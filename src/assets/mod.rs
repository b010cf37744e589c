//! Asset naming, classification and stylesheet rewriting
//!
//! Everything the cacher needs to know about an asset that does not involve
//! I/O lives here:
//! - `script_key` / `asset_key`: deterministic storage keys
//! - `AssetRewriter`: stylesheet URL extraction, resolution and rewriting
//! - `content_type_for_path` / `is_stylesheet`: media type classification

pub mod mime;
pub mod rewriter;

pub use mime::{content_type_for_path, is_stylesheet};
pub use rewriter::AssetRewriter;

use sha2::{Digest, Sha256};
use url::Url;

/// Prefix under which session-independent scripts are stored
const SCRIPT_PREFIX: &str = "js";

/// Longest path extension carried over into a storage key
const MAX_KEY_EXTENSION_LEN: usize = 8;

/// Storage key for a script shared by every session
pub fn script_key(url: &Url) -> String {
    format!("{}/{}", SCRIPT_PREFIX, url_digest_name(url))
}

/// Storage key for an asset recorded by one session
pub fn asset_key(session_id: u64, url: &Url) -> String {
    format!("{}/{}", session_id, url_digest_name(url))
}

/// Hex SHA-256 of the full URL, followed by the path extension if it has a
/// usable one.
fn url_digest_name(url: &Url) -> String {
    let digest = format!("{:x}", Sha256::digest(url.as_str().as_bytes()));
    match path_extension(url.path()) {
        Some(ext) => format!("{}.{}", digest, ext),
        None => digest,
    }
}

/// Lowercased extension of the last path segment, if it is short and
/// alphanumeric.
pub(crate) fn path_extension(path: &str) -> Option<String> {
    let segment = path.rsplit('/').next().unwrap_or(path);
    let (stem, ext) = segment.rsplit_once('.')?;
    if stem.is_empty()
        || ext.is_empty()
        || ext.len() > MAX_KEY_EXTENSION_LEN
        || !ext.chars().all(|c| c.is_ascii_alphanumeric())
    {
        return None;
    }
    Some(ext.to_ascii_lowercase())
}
- - - - -
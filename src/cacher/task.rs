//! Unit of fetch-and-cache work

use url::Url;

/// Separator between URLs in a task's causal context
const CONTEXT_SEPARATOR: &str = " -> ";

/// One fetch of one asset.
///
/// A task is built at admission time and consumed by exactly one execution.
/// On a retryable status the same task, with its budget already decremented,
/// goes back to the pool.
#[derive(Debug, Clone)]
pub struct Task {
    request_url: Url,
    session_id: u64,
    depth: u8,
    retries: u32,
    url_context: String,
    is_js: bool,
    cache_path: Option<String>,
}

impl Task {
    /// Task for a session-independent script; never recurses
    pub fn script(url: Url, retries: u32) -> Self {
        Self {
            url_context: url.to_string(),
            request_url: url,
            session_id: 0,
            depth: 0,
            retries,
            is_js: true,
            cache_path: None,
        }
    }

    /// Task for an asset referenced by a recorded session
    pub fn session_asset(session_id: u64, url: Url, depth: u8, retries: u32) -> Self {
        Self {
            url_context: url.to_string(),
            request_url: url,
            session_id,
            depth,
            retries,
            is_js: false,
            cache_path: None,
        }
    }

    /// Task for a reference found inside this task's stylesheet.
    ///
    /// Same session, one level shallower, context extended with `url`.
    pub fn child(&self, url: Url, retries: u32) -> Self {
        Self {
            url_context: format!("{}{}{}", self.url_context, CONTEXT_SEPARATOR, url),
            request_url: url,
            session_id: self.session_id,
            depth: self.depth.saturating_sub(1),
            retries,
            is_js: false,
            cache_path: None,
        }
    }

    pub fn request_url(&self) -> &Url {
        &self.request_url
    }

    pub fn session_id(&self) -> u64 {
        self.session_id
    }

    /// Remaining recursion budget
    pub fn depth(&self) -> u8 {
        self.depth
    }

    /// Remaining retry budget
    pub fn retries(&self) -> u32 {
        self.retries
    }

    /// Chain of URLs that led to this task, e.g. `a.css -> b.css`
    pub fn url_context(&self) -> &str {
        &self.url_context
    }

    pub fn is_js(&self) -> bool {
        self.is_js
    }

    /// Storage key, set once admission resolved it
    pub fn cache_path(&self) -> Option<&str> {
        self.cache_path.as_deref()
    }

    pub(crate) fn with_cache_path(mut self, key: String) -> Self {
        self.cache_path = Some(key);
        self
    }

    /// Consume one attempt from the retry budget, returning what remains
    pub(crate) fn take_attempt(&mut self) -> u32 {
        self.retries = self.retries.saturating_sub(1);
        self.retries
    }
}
- - - - -
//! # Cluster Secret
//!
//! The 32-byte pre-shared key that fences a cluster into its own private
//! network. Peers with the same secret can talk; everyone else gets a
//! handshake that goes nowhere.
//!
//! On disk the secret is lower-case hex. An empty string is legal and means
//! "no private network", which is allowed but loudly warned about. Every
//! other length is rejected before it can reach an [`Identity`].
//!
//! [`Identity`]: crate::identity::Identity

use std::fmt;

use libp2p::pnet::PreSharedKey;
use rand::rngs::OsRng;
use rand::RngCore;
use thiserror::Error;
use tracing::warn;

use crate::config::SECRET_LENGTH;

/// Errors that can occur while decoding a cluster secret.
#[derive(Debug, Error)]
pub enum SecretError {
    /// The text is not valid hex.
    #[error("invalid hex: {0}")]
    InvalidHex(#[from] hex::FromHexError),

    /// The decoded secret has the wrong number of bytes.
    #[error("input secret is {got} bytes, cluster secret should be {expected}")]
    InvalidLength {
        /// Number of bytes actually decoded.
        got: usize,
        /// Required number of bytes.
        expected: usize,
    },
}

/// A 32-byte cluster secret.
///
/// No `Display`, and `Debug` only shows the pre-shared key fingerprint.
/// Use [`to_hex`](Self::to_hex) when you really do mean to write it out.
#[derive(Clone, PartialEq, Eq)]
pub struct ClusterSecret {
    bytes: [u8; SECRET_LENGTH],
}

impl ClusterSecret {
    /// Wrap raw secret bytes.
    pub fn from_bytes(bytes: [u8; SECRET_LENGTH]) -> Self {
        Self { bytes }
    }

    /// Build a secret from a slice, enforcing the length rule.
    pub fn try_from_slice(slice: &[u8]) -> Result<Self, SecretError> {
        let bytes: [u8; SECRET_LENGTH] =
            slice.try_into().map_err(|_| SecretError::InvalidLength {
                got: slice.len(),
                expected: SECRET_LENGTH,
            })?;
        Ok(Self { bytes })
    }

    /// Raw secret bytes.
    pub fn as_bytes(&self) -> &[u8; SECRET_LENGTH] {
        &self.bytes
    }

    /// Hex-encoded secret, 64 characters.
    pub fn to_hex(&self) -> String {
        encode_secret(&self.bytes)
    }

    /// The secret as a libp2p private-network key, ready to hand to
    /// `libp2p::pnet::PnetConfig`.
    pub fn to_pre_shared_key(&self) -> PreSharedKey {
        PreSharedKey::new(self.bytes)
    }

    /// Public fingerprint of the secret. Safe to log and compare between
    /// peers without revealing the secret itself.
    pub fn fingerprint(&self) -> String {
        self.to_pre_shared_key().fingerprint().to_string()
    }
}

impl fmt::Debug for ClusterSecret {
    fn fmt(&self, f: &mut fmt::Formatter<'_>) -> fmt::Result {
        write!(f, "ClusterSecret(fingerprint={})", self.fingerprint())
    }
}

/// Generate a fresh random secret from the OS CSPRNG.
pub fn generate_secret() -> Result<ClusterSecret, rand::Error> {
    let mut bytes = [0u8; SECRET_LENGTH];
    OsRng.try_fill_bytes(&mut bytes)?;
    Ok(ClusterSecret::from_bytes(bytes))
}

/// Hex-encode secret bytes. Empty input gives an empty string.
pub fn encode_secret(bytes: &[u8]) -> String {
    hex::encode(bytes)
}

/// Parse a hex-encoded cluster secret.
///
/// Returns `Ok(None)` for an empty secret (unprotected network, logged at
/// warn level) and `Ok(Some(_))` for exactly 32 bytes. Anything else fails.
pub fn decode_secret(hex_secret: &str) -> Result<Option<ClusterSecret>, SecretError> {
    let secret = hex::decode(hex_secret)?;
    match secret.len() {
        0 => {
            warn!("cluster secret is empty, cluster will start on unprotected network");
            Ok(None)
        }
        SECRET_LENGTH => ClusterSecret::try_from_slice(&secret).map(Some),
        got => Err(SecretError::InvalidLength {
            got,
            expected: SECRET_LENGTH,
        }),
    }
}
- - - - -
**Task goal**
Return only the lines between the one holding "filename src/assets/mod.rs" and the one holding "deterministic storage keys", inclusive, exactly as they appear above.

**Answer to this exercise**
filename src/assets/mod.rs
repository b010cf37744e589c
//! Asset naming, classification and stylesheet rewriting
//!
//! Everything the cacher needs to know about an asset that does not involve
//! I/O lives here:
//! - `script_key` / `asset_key`: deterministic storage keys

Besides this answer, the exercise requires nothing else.